Students form a substantial part of the private rented sector. Back in July, the all-party parliamentary group organised a meeting to ensure that their views were heard. We brought together people from different nations of the UK and from all parts of the country. The Minister—sadly, he is not currently in his place—would have found it useful, because it highlighted a number of issues in the Bill that have not been properly thought through. I have discussed with the Minister the issues that came out of our meeting, and I am grateful to him for having found that time, but I want to share some reflections at this point in the Bill’s progress.

First, on the decision to extend grounds for eviction from purpose-built student accommodation to houses in multiple occupation and potentially to other student renters, there are mixed views across the country. Some are worried that exempting students makes them more attractive to less scrupulous landlords as potentially second-class, less protected tenants. Others, though, were concerned that giving students the same protection as other renters would force landlords to leave the student market, with that point made by landlords in areas where there was significant pressure on the housing market. Overall, we reached the same view as the Select Committee: on balance, the exemption is probably right, but it needs to be kept under review.

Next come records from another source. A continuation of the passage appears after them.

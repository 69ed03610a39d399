//! Handle registry
//!
//! Maps each heap proxy to its native handle through a reclamation record.
//! Records hold only a weak reference to the proxy, so tracking never keeps
//! a proxy alive. One registry belongs to one engine instance.

use crate::handle::{Liveness, NativeHandle, Proxy, RecordId};
use dashmap::DashMap;
use parking_lot::Mutex;
use std::collections::VecDeque;
use std::sync::atomic::{AtomicU64, Ordering};
use std::sync::{Arc, Weak};

/// Bookkeeping entry linking a proxy's liveness to the handle it represents.
pub(crate) struct ReclamationRecord {
    referent: Weak<Liveness>,
    handle: Option<NativeHandle>,
    enqueued: bool,
}

impl ReclamationRecord {
    fn new(referent: Weak<Liveness>, handle: NativeHandle) -> Self {
        Self {
            referent,
            handle: Some(handle),
            enqueued: false,
        }
    }

    pub(crate) fn is_reachable(&self) -> bool {
        self.referent.strong_count() > 0
    }

    /// Take the handle out of the record. The record is dead afterwards.
    pub(crate) fn invalidate(&mut self) -> NativeHandle {
        match self.handle.take() {
            Some(handle) => handle,
            None => panic!("reclamation record released twice"),
        }
    }
}

/// Tracking set plus completion queue. Lock order is always
/// `records` shard before `completed`.
pub(crate) struct Tracking {
    records: DashMap<RecordId, ReclamationRecord>,
    completed: Mutex<VecDeque<RecordId>>,
}

impl Tracking {
    fn new() -> Self {
        Self {
            records: DashMap::new(),
            completed: Mutex::new(VecDeque::new()),
        }
    }

    /// Queue a record whose proxy is gone. At most once per record.
    pub(crate) fn enqueue(&self, id: RecordId) {
        if let Some(mut record) = self.records.get_mut(&id) {
            if !record.enqueued {
                record.enqueued = true;
                self.completed.lock().push_back(id);
            }
        }
    }

    /// Look for unreachable records the liveness drop has not queued yet.
    /// Returns `(probed, enqueued)`.
    pub(crate) fn probe(&self) -> (usize, usize) {
        let mut probed = 0;
        let mut enqueued = 0;
        for mut entry in self.records.iter_mut() {
            probed += 1;
            let id = *entry.key();
            let record = entry.value_mut();
            if !record.enqueued && !record.is_reachable() {
                record.enqueued = true;
                self.completed.lock().push_back(id);
                enqueued += 1;
            }
        }
        (probed, enqueued)
    }

    pub(crate) fn take_completed(&self) -> Vec<RecordId> {
        self.completed.lock().drain(..).collect()
    }

    pub(crate) fn remove(&self, id: RecordId) -> Option<ReclamationRecord> {
        self.records.remove(&id).map(|(_, record)| record)
    }
}

/// Produces proxies for fresh native handles and tracks the heap ones.
pub struct HandleRegistry {
    tracking: Arc<Tracking>,
    next_record: AtomicU64,
}

impl HandleRegistry {
    pub fn new() -> Self {
        Self {
            tracking: Arc::new(Tracking::new()),
            next_record: AtomicU64::new(1),
        }
    }

    /// Wrap `handle` in a proxy.
    ///
    /// Non-heap handles are value-like: the proxy carries no record and the
    /// handle is never released through this registry.
    pub fn register(&self, handle: NativeHandle, is_heap_value: bool) -> Proxy {
        if !is_heap_value {
            return Proxy::immediate(handle);
        }

        let id = RecordId::new(self.next_record.fetch_add(1, Ordering::Relaxed));
        let liveness = Arc::new(Liveness::new(id, Arc::downgrade(&self.tracking)));
        self.tracking
            .records
            .insert(id, ReclamationRecord::new(Arc::downgrade(&liveness), handle));

        tracing::trace!(record = %id, handle = %handle, "registered heap proxy");
        Proxy::tracked(handle, liveness)
    }

    /// Number of records not yet released.
    pub fn tracked_count(&self) -> usize {
        self.tracking.records.len()
    }

    /// Number of records waiting in the completion queue.
    pub fn queued_count(&self) -> usize {
        self.tracking.completed.lock().len()
    }

    pub fn is_tracked(&self, id: RecordId) -> bool {
        self.tracking.records.contains_key(&id)
    }

    pub(crate) fn tracking(&self) -> &Tracking {
        &self.tracking
    }
}

impl Default for HandleRegistry {
    fn default() -> Self {
        Self::new()
    }
}

#[cfg(test)]
mod tests {
    use super::*;

    #[test]
    fn non_heap_handles_are_not_tracked() {
        let registry = HandleRegistry::new();
        let proxy = registry.register(NativeHandle(1), false);
        assert!(!proxy.is_heap_value());
        assert_eq!(registry.tracked_count(), 0);
        drop(proxy);
        assert_eq!(registry.queued_count(), 0);
    }

    #[test]
    fn heap_handles_get_a_record() {
        let registry = HandleRegistry::new();
        let proxy = registry.register(NativeHandle(2), true);
        let record = proxy.record().unwrap();
        assert!(registry.is_tracked(record));
        assert_eq!(registry.tracked_count(), 1);
    }

    #[test]
    fn record_is_queued_only_after_last_clone_drops() {
        let registry = HandleRegistry::new();
        let proxy = registry.register(NativeHandle(3), true);
        let clone = proxy.clone();

        drop(proxy);
        assert_eq!(registry.queued_count(), 0);

        drop(clone);
        assert_eq!(registry.queued_count(), 1);
        assert_eq!(registry.tracked_count(), 1);
    }

    #[test]
    fn probe_does_not_queue_a_record_twice() {
        let registry = HandleRegistry::new();
        drop(registry.register(NativeHandle(4), true));
        assert_eq!(registry.queued_count(), 1);

        let (probed, enqueued) = registry.tracking().probe();
        assert_eq!(probed, 1);
        assert_eq!(enqueued, 0);
        assert_eq!(registry.queued_count(), 1);
    }

    #[test]
    fn weak_count_sweep_finds_records_the_drop_missed() {
        use crate::engine::NativeRelease;
        use crate::sweep::{ReclamationSweeper, SweepStats};
        use std::cell::RefCell;

        struct Released(RefCell<Vec<NativeHandle>>);

        impl NativeRelease for Released {
            fn release_native_handle(&self, handle: NativeHandle) {
                self.0.borrow_mut().push(handle);
            }
        }

        let registry = HandleRegistry::new();
        // A liveness token with no tracking link never queues its record.
        let id = RecordId::new(99);
        let liveness = Arc::new(Liveness::new(id, Weak::new()));
        registry
            .tracking
            .records
            .insert(id, ReclamationRecord::new(Arc::downgrade(&liveness), NativeHandle(7)));
        drop(liveness);
        assert_eq!(registry.queued_count(), 0);
        assert_eq!(registry.tracked_count(), 1);

        let release = Released(RefCell::new(Vec::new()));
        let sweeper = ReclamationSweeper::default();
        let stats = sweeper.sweep(&registry, &release);
        assert_eq!(stats.probed, 1);
        assert_eq!(stats.enqueued, 1);
        assert_eq!(stats.released, 1);
        assert_eq!(*release.0.borrow(), vec![NativeHandle(7)]);
        assert_eq!(registry.tracked_count(), 0);

        assert_eq!(sweeper.sweep(&registry, &release), SweepStats::default());
        assert_eq!(release.0.borrow().len(), 1);
    }

    #[test]
    fn proxies_outliving_their_registry_drop_quietly() {
        let registry = HandleRegistry::new();
        let proxy = registry.register(NativeHandle(5), true);
        drop(registry);
        drop(proxy);
    }

    #[test]
    #[should_panic(expected = "released twice")]
    fn invalidating_a_dead_record_panics() {
        let registry = HandleRegistry::new();
        let proxy = registry.register(NativeHandle(6), true);
        let id = proxy.record().unwrap();
        drop(proxy);
        let mut record = registry.tracking().remove(id).unwrap();
        record.invalidate();
        record.invalidate();
    }
}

There is, however, a wider problem with the whole approach to students in the Bill. It seems that the Government have approached students with a one-size-fits-all model: they are undergraduates aged 18 to 21, living away from the parental home from the first time, and living there during term time only. However, students at our meeting were at pains to point out that they are not a homogeneous group. There are mature students who are renting in their home city and need to be there all the time, and students with families. Many courses do not start in September and are not on the cycle on which the Government’s amendments are premised. There are postgraduate taught programmes on a different, longer cycle. There are postgraduate research students on full-time programmes over several years, who are like any young professional. There are mixed households of students and non-students, particularly where groups of friends form and perhaps one member graduates.

I discussed all those variations with the Minister— I am glad to see him back in the Chamber—and his view was that any atypical student would simply not be subject to the exemption, partly because these issues have not been thought through properly. That might be in their favour because they will have greater protection, or it might leave them out in the cold because landlords will find them less attractive within the student market. Again, that emphasises the need to keep the impact of the student proposals under close review.

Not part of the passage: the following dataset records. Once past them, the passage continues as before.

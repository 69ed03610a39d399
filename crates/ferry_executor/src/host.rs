//! Script host
//!
//! One engine instance with everything attached to it: the handle registry,
//! the reclamation sweeper and the task executor. Drop order releases the
//! bookkeeping before the engine.

use crate::bridge::{self, PumpReport};
use crate::executor::{ExecutorError, TaskExecutor, WorkerEndNotifier};
use crate::task::{Outcome, TaskHandle, TaskId};
use ferry_core::{
    HandleRegistry, NativeHandle, Proxy, ReclamationSweeper, ScriptEngine, ScriptThread, Settings,
    SweepStats,
};
use ferry_metrics::{Counter, SystemProfiler};
use std::cell::RefCell;
use std::sync::Arc;
use std::time::Duration;

/// Counter names recorded by [`ScriptHost`].
pub mod metric {
    pub const TASKS_SUBMITTED: &str = "tasks.submitted";
    pub const TASKS_SETTLED: &str = "tasks.settled";
    pub const TASKS_REJECTED: &str = "tasks.rejected";
    pub const BUILD_FAILURES: &str = "tasks.build_failures";
    pub const ENGINE_JOBS: &str = "engine.jobs";
    pub const HANDLES_RELEASED: &str = "handles.released";

    /// Timings recorded by the profiler.
    pub const PUMP: &str = "pump";
    pub const SWEEP: &str = "sweep";
}

pub struct ScriptHostBuilder<E: ScriptEngine + 'static> {
    engine: E,
    settings: Settings,
    script_thread: Option<ScriptThread>,
    notifier: Option<WorkerEndNotifier>,
}

impl<E: ScriptEngine + 'static> ScriptHostBuilder<E> {
    pub fn settings(mut self, settings: Settings) -> Self {
        self.settings = settings;
        self
    }

    /// Bind to a thread other than the one calling `build`.
    pub fn script_thread(mut self, script_thread: ScriptThread) -> Self {
        self.script_thread = Some(script_thread);
        self
    }

    /// Called on each worker thread once its task has ended.
    pub fn on_worker_end<F>(mut self, notify: F) -> Self
    where
        F: Fn(TaskId) + Send + Sync + 'static,
    {
        self.notifier = Some(Arc::new(notify));
        self
    }

    pub fn build(self) -> ScriptHost<E> {
        let script_thread = self.script_thread.unwrap_or_else(ScriptThread::current);
        tracing::info!(
            script_thread = ?script_thread.id(),
            probe = ?self.settings.reclamation.probe,
            on_worker_panic = ?self.settings.executor.on_worker_panic,
            "script host created"
        );
        ScriptHost {
            executor: TaskExecutor::new(
                script_thread,
                self.settings.executor.clone(),
                self.notifier,
            ),
            registry: HandleRegistry::new(),
            sweeper: ReclamationSweeper::new(self.settings.reclamation.probe),
            settings: self.settings,
            counters: RefCell::new(Counter::new()),
            profiler: RefCell::new(SystemProfiler::new()),
            engine: self.engine,
        }
    }
}

/// The engine-instance object.
pub struct ScriptHost<E: ScriptEngine + 'static> {
    executor: TaskExecutor<E>,
    registry: HandleRegistry,
    sweeper: ReclamationSweeper,
    settings: Settings,
    counters: RefCell<Counter>,
    profiler: RefCell<SystemProfiler>,
    // Last: everything above may still refer to engine state when dropped.
    engine: E,
}

impl<E: ScriptEngine + 'static> ScriptHost<E> {
    /// Host bound to the calling thread, with default settings.
    pub fn new(engine: E) -> Self {
        Self::builder(engine).build()
    }

    pub fn builder(engine: E) -> ScriptHostBuilder<E> {
        ScriptHostBuilder {
            engine,
            settings: Settings::default(),
            script_thread: None,
            notifier: None,
        }
    }

    pub fn engine(&self) -> &E {
        &self.engine
    }

    pub fn registry(&self) -> &HandleRegistry {
        &self.registry
    }

    pub fn executor(&self) -> &TaskExecutor<E> {
        &self.executor
    }

    pub fn settings(&self) -> &Settings {
        &self.settings
    }

    pub fn script_thread(&self) -> &ScriptThread {
        self.executor.script_thread()
    }

    /// Wrap a native handle in a proxy tracked by this host's registry.
    pub fn register(&self, handle: NativeHandle, is_heap_value: bool) -> Proxy {
        self.registry.register(handle, is_heap_value)
    }

    /// Create a promise and start `work` on a worker thread.
    ///
    /// # Panics
    ///
    /// When called off the script thread.
    pub fn submit<P, W, B>(&self, work: W, build: B) -> Result<TaskHandle, ExecutorError>
    where
        P: Send + 'static,
        W: FnOnce() -> Outcome<P> + Send + 'static,
        B: FnOnce(&E, Outcome<P>) -> anyhow::Result<E::Value> + 'static,
    {
        self.script_thread().assert_current("submit");
        let promise = self.engine.create_promise()?;
        let proxy = self.registry.register(promise, true);
        self.submit_with_promise(proxy, work, build)
    }

    /// Like [`Self::submit`] for a promise that already exists, e.g. one
    /// created by script code that is still running.
    pub fn submit_with_promise<P, W, B>(
        &self,
        promise: Proxy,
        work: W,
        build: B,
    ) -> Result<TaskHandle, ExecutorError>
    where
        P: Send + 'static,
        W: FnOnce() -> Outcome<P> + Send + 'static,
        B: FnOnce(&E, Outcome<P>) -> anyhow::Result<E::Value> + 'static,
    {
        let task = self.executor.submit(promise, work, build)?;
        self.counters.borrow_mut().increment(metric::TASKS_SUBMITTED, 1);
        Ok(task)
    }

    /// Settle ended tasks and optionally drain engine jobs.
    pub fn pump(&self, run_pending_engine_jobs: bool) -> PumpReport {
        let report = self.profiler.borrow_mut().time_system(metric::PUMP, || {
            bridge::pump(&self.executor, &self.engine, run_pending_engine_jobs)
        });

        {
            let mut counters = self.counters.borrow_mut();
            counters.increment(metric::TASKS_SETTLED, report.settled as u64);
            counters.increment(metric::TASKS_REJECTED, report.rejected as u64);
            counters.increment(metric::BUILD_FAILURES, report.build_failures as u64);
            counters.increment(metric::ENGINE_JOBS, report.jobs_executed as u64);
        }

        if self.settings.reclamation.sweep_after_pump {
            self.run_reclamation_sweep();
        }
        report
    }

    /// [`Self::pump`] with the configured job-drain setting.
    pub fn pump_default(&self) -> PumpReport {
        self.pump(self.settings.executor.drain_engine_jobs)
    }

    pub fn has_pending_work(&self) -> bool {
        self.executor.has_pending_work()
    }

    pub fn wait_for_ended(&self, timeout: Duration) -> bool {
        self.executor.wait_for_ended(timeout)
    }

    /// Pump until no task is running or waiting to be settled.
    ///
    /// Sleeps on the ended signal between pumps, waking at least every
    /// `poll` to reap workers that died without ending.
    pub fn run_until_idle(&self, poll: Duration) -> PumpReport {
        let mut total = self.pump_default();
        while self.has_pending_work() {
            self.wait_for_ended(poll);
            total.absorb(self.pump_default());
        }
        total
    }

    /// Release the native handles of proxies that are no longer reachable.
    ///
    /// # Panics
    ///
    /// When called off the script thread.
    pub fn run_reclamation_sweep(&self) -> SweepStats {
        self.script_thread().assert_current("run_reclamation_sweep");
        if self.settings.reclamation.collect_before_sweep {
            self.engine.collect_garbage();
        }
        let stats = self
            .profiler
            .borrow_mut()
            .time_system(metric::SWEEP, || self.sweeper.sweep(&self.registry, &self.engine));
        self.counters
            .borrow_mut()
            .increment(metric::HANDLES_RELEASED, stats.released as u64);
        stats
    }

    /// Counter value, zero when metrics are compiled out.
    pub fn metric(&self, name: &str) -> u64 {
        self.counters.borrow().get(name)
    }

    pub fn time_spent(&self, name: &str) -> Duration {
        self.profiler.borrow().get_timing(name)
    }
}

impl<E: ScriptEngine + 'static> Drop for ScriptHost<E> {
    fn drop(&mut self) {
        let abandoned = self.executor.discard_pending();
        if abandoned > 0 {
            tracing::warn!(abandoned, "script host dropped with unsettled tasks");
        }

        if !self.settings.reclamation.sweep_on_drop {
            return;
        }
        if !self.script_thread().is_current() {
            tracing::warn!("script host dropped off its script thread; skipping final sweep");
            return;
        }
        let stats = self.sweeper.sweep(&self.registry, &self.engine);
        tracing::debug!(
            released = stats.released,
            leaked = self.registry.tracked_count(),
            "final reclamation sweep"
        );
    }
}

As the Minister resumes his seat I will move to my amendment 260, which raises a further issue that he referred to: the cycle of student tenancies, which I have discussed with him and on which he was sympathetic. When some of us were students, undergraduates would start university in September, settle in and make friendship groups, and towards the end of the academic year, after Easter, they would start looking for accommodation for the subsequent year. We have seen a landlord-driven arms race, as my hon. Friend the Member for Leeds North West referred to it, in which they have pressured students ever earlier in the year to enter into contracts for the subsequent academic year.

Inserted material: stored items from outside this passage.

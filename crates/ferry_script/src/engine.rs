//! QuickJS engine
//!
//! Script values that outlive a context entry are kept as `Persistent`
//! roots. Each promise the host creates or adopts lives in a slot keyed by
//! its native handle until the sweeper releases it.

use crate::error::ScriptError;
use ferry_core::{EngineError, NativeHandle, NativeRelease, ScriptEngine};
use rquickjs::function::Rest;
use rquickjs::{Context, Ctx, Exception, Function, Persistent, Promise, Runtime, Value};
use std::cell::{Cell, RefCell};
use std::collections::HashMap;
use std::path::Path;

/// A script value rooted outside any context entry.
pub type JsValue = Persistent<Value<'static>>;

enum Slot {
    Promise {
        promise: JsValue,
        resolve: Persistent<Function<'static>>,
        reject: Persistent<Function<'static>>,
        settled: bool,
    },
    Value(JsValue),
}

/// Single-threaded QuickJS instance.
pub struct QuickJsEngine {
    // Field order is drop order: roots go before the context and runtime.
    slots: RefCell<HashMap<NativeHandle, Slot>>,
    next_handle: Cell<u64>,
    context: Context,
    runtime: Runtime,
}

impl QuickJsEngine {
    pub fn new() -> Result<Self, EngineError> {
        let runtime = Runtime::new().map_err(|err| EngineError::Internal(err.to_string()))?;
        let context =
            Context::full(&runtime).map_err(|err| EngineError::Internal(err.to_string()))?;

        Ok(Self {
            slots: RefCell::new(HashMap::new()),
            next_handle: Cell::new(1),
            context,
            runtime,
        })
    }

    /// Enter the context. Thrown exceptions come back as
    /// [`EngineError::Exception`] with the script's message.
    pub fn with<F, R>(&self, f: F) -> Result<R, EngineError>
    where
        F: for<'js> FnOnce(&Ctx<'js>) -> rquickjs::Result<R>,
    {
        self.context.with(|ctx| f(&ctx).map_err(|err| script_error(&ctx, err)))
    }

    pub fn execute(&self, source: &str) -> Result<(), EngineError> {
        self.with(|ctx| ctx.eval::<(), _>(source))
    }

    pub fn execute_file(&self, path: &Path) -> Result<(), ScriptError> {
        let source = std::fs::read_to_string(path).map_err(|source| ScriptError::Io {
            path: path.display().to_string(),
            source,
        })?;
        tracing::debug!(path = %path.display(), bytes = source.len(), "executing script");
        self.execute(&source)?;
        Ok(())
    }

    /// Call a global function by name.
    pub fn call_function(&self, name: &str, args: &[JsValue]) -> Result<JsValue, EngineError> {
        self.with(|ctx| {
            let func: Function = ctx.globals().get(name)?;
            let args = args
                .iter()
                .map(|arg| arg.clone().restore(ctx))
                .collect::<rquickjs::Result<Vec<_>>>()?;
            let result: Value = func.call((Rest(args),))?;
            Ok(Persistent::save(ctx, result))
        })
    }

    pub fn set_global(&self, name: &str, value: JsValue) -> Result<(), EngineError> {
        self.with(|ctx| ctx.globals().set(name, value.restore(ctx)?))
    }

    /// Evaluate an expression and read it back through `JSON.stringify`.
    pub fn eval_json(&self, source: &str) -> Result<serde_json::Value, ScriptError> {
        let text = self.with(|ctx| {
            let value: Value = ctx.eval(source)?;
            match ctx.json_stringify(value)? {
                Some(text) => text.to_string(),
                None => Ok("null".to_string()),
            }
        })?;
        Ok(serde_json::from_str(&text)?)
    }

    pub fn string_value(&self, text: &str) -> Result<JsValue, EngineError> {
        self.with(|ctx| {
            let value = rquickjs::String::from_str(ctx.clone(), text)?.into_value();
            Ok(Persistent::save(ctx, value))
        })
    }

    pub fn json_value(&self, json: &serde_json::Value) -> Result<JsValue, EngineError> {
        let text = json.to_string();
        self.with(|ctx| {
            let value = ctx.json_parse(text)?;
            Ok(Persistent::save(ctx, value))
        })
    }

    /// The promise object behind `handle`.
    pub fn promise_value(&self, handle: NativeHandle) -> Result<JsValue, EngineError> {
        match self.slots.borrow().get(&handle) {
            Some(Slot::Promise { promise, .. }) => Ok(promise.clone()),
            Some(Slot::Value(_)) => Err(EngineError::NotAPromise(handle)),
            None => Err(EngineError::UnknownHandle(handle)),
        }
    }

    /// Root an arbitrary value under a fresh handle.
    pub fn store_value(&self, value: JsValue) -> NativeHandle {
        self.insert(Slot::Value(value))
    }

    pub fn value(&self, handle: NativeHandle) -> Result<JsValue, EngineError> {
        match self.slots.borrow().get(&handle) {
            Some(Slot::Promise { promise, .. }) => Ok(promise.clone()),
            Some(Slot::Value(value)) => Ok(value.clone()),
            None => Err(EngineError::UnknownHandle(handle)),
        }
    }

    /// Take ownership of a promise created by running script code.
    ///
    /// Only touches `ctx`, so it is safe inside a function called from a
    /// script.
    pub fn adopt_promise<'js>(
        &self,
        ctx: &Ctx<'js>,
        promise: Promise<'js>,
        resolve: Function<'js>,
        reject: Function<'js>,
    ) -> NativeHandle {
        self.insert(Slot::Promise {
            promise: Persistent::save(ctx, promise.into_value()),
            resolve: Persistent::save(ctx, resolve),
            reject: Persistent::save(ctx, reject),
            settled: false,
        })
    }

    /// Create and adopt a promise from inside a script call.
    pub fn new_promise<'js>(
        &self,
        ctx: &Ctx<'js>,
    ) -> rquickjs::Result<(NativeHandle, Promise<'js>)> {
        let (promise, resolve, reject) = Promise::new(ctx)?;
        let handle = self.adopt_promise(ctx, promise.clone(), resolve, reject);
        Ok((handle, promise))
    }

    /// Number of rooted slots, promises included.
    pub fn slot_count(&self) -> usize {
        self.slots.borrow().len()
    }

    fn insert(&self, slot: Slot) -> NativeHandle {
        let handle = NativeHandle(self.next_handle.get());
        self.next_handle.set(handle.raw() + 1);
        self.slots.borrow_mut().insert(handle, slot);
        handle
    }

    /// Call the promise's resolving function. The slot counts as settled
    /// only once the call went through; a value from another runtime leaves
    /// the promise pending and settleable.
    fn settle(
        &self,
        handle: NativeHandle,
        value: JsValue,
        fulfil: bool,
    ) -> Result<(), EngineError> {
        let callback = match self.slots.borrow().get(&handle) {
            None => return Err(EngineError::UnknownHandle(handle)),
            Some(Slot::Value(_)) => return Err(EngineError::NotAPromise(handle)),
            Some(Slot::Promise { settled: true, .. }) => {
                return Err(EngineError::AlreadySettled(handle));
            }
            Some(Slot::Promise { resolve, reject, .. }) => {
                if fulfil {
                    resolve.clone()
                } else {
                    reject.clone()
                }
            }
        };

        self.with(|ctx| {
            let callback = callback.restore(ctx)?;
            callback.call::<_, ()>((value.restore(ctx)?,))
        })?;

        if let Some(Slot::Promise { settled, .. }) = self.slots.borrow_mut().get_mut(&handle) {
            *settled = true;
        }
        Ok(())
    }
}

impl NativeRelease for QuickJsEngine {
    fn release_native_handle(&self, handle: NativeHandle) {
        let slot = self.slots.borrow_mut().remove(&handle);
        match slot {
            Some(slot) => {
                tracing::trace!(handle = %handle, "dropped script root");
                drop(slot);
            }
            None => tracing::warn!(handle = %handle, "release of unknown native handle"),
        }
    }
}

impl ScriptEngine for QuickJsEngine {
    type Value = JsValue;

    fn create_promise(&self) -> Result<NativeHandle, EngineError> {
        let (promise, resolve, reject) = self.with(|ctx| {
            let (promise, resolve, reject) = Promise::new(ctx)?;
            Ok((
                Persistent::save(ctx, promise.into_value()),
                Persistent::save(ctx, resolve),
                Persistent::save(ctx, reject),
            ))
        })?;
        Ok(self.insert(Slot::Promise {
            promise,
            resolve,
            reject,
            settled: false,
        }))
    }

    fn fulfill(&self, promise: NativeHandle, value: JsValue) -> Result<(), EngineError> {
        self.settle(promise, value, true)
    }

    fn reject(&self, promise: NativeHandle, value: JsValue) -> Result<(), EngineError> {
        self.settle(promise, value, false)
    }

    fn has_pending_job(&self) -> bool {
        self.runtime.is_job_pending()
    }

    fn execute_pending_job(&self) -> Result<bool, EngineError> {
        match self.runtime.execute_pending_job() {
            Ok(ran) => Ok(ran),
            Err(_) => {
                let message = self.context.with(|ctx| describe(&ctx.catch()));
                Err(EngineError::Exception(message))
            }
        }
    }

    fn error_value(&self, message: &str) -> Result<JsValue, EngineError> {
        self.with(|ctx| {
            let error = Exception::from_message(ctx.clone(), message)?;
            Ok(Persistent::save(ctx, error.into_value()))
        })
    }

    fn collect_garbage(&self) {
        self.runtime.run_gc();
    }
}

fn script_error(ctx: &Ctx<'_>, err: rquickjs::Error) -> EngineError {
    if err.is_exception() {
        EngineError::Exception(describe(&ctx.catch()))
    } else {
        EngineError::Internal(err.to_string())
    }
}

/// Human-readable form of a thrown value.
fn describe(value: &Value<'_>) -> String {
    if let Some(exception) = value.as_exception() {
        return exception.message().unwrap_or_else(|| "exception without message".to_string());
    }
    if let Some(text) = value.as_string().and_then(|text| text.to_string().ok()) {
        return text;
    }
    format!("{value:?}")
}

#[cfg(test)]
mod tests {
    use super::*;

    #[test]
    fn slots_are_released_once() {
        let engine = QuickJsEngine::new().unwrap();
        let handle = engine.create_promise().unwrap();
        assert_eq!(engine.slot_count(), 1);

        engine.release_native_handle(handle);
        assert_eq!(engine.slot_count(), 0);
        assert!(matches!(
            engine.promise_value(handle),
            Err(EngineError::UnknownHandle(_))
        ));
    }

    #[test]
    fn promise_settles_only_once() {
        let engine = QuickJsEngine::new().unwrap();
        let handle = engine.create_promise().unwrap();

        let value = engine.string_value("done").unwrap();
        engine.fulfill(handle, value.clone()).unwrap();
        assert!(matches!(
            engine.reject(handle, value),
            Err(EngineError::AlreadySettled(_))
        ));
    }

    #[test]
    fn stored_values_are_not_promises() {
        let engine = QuickJsEngine::new().unwrap();
        let value = engine.json_value(&serde_json::json!({ "a": 1 })).unwrap();
        let handle = engine.store_value(value);

        let value = engine.string_value("x").unwrap();
        assert!(matches!(
            engine.fulfill(handle, value),
            Err(EngineError::NotAPromise(_))
        ));
    }

    #[test]
    fn exceptions_carry_the_script_message() {
        let engine = QuickJsEngine::new().unwrap();
        match engine.execute("throw new Error('bad input')") {
            Err(EngineError::Exception(message)) => assert_eq!(message, "bad input"),
            other => panic!("unexpected result {other:?}"),
        }
    }

    #[test]
    fn eval_json_round_trips_structures() {
        let engine = QuickJsEngine::new().unwrap();
        engine.execute("globalThis.answer = { items: [1, 2, 3], ok: true };").unwrap();
        assert_eq!(
            engine.eval_json("answer").unwrap(),
            serde_json::json!({ "items": [1, 2, 3], "ok": true })
        );
    }

    #[test]
    fn settled_promise_runs_reactions_as_jobs() {
        let engine = QuickJsEngine::new().unwrap();
        let handle = engine.create_promise().unwrap();
        engine.set_global("pending", engine.promise_value(handle).unwrap()).unwrap();
        engine.execute("globalThis.seen = null; pending.then(v => { seen = v; });").unwrap();

        engine.fulfill(handle, engine.string_value("hello").unwrap()).unwrap();
        assert!(engine.has_pending_job());
        assert_eq!(engine.eval_json("seen").unwrap(), serde_json::Value::Null);

        while engine.execute_pending_job().unwrap() {}
        assert_eq!(engine.eval_json("seen").unwrap(), "hello");
    }

    #[test]
    fn value_from_another_engine_leaves_the_promise_pending() {
        let engine = QuickJsEngine::new().unwrap();
        let other = QuickJsEngine::new().unwrap();
        let handle = engine.create_promise().unwrap();
        engine.set_global("pending", engine.promise_value(handle).unwrap()).unwrap();
        engine.execute("globalThis.seen = null; pending.then(v => { seen = v; });").unwrap();

        let foreign = other.string_value("elsewhere").unwrap();
        assert!(matches!(
            engine.fulfill(handle, foreign),
            Err(EngineError::Internal(_))
        ));

        engine.fulfill(handle, engine.string_value("here").unwrap()).unwrap();
        while engine.execute_pending_job().unwrap() {}
        assert_eq!(engine.eval_json("seen").unwrap(), "here");
    }

    #[test]
    fn call_function_passes_arguments() {
        let engine = QuickJsEngine::new().unwrap();
        engine.execute("function join(a, b) { return a + '-' + b; }").unwrap();
        let args = [engine.string_value("x").unwrap(), engine.string_value("y").unwrap()];
        let result = engine.call_function("join", &args).unwrap();
        engine.set_global("joined", result).unwrap();
        assert_eq!(engine.eval_json("joined").unwrap(), "x-y");
    }
}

It is now the norm in many parts of the country that students starting a course in September are put under pressure by landlords the following month to enter into a contract for the following year. That forces them to pay a substantial deposit at a point in their life when they already have significant additional costs. It also forces them into joint tenancies with groups of people who they might discover later in the year are probably not who they want to live with in the subsequent year. Appeals to landlords to step out of the contract into which they entered are invariably rejected.

As the Government’s proposals are to regulate on the basis of that tenancy cycle, my proposition is that we try to make that cycle work better by saying that designated student contracts should not start sooner than March of the year in which students will take occupation in September. That would be in the interests of tenants, for the reasons that all of us who represent students will know. Setting a defined starting point will also end the arms race, in the interests of landlords.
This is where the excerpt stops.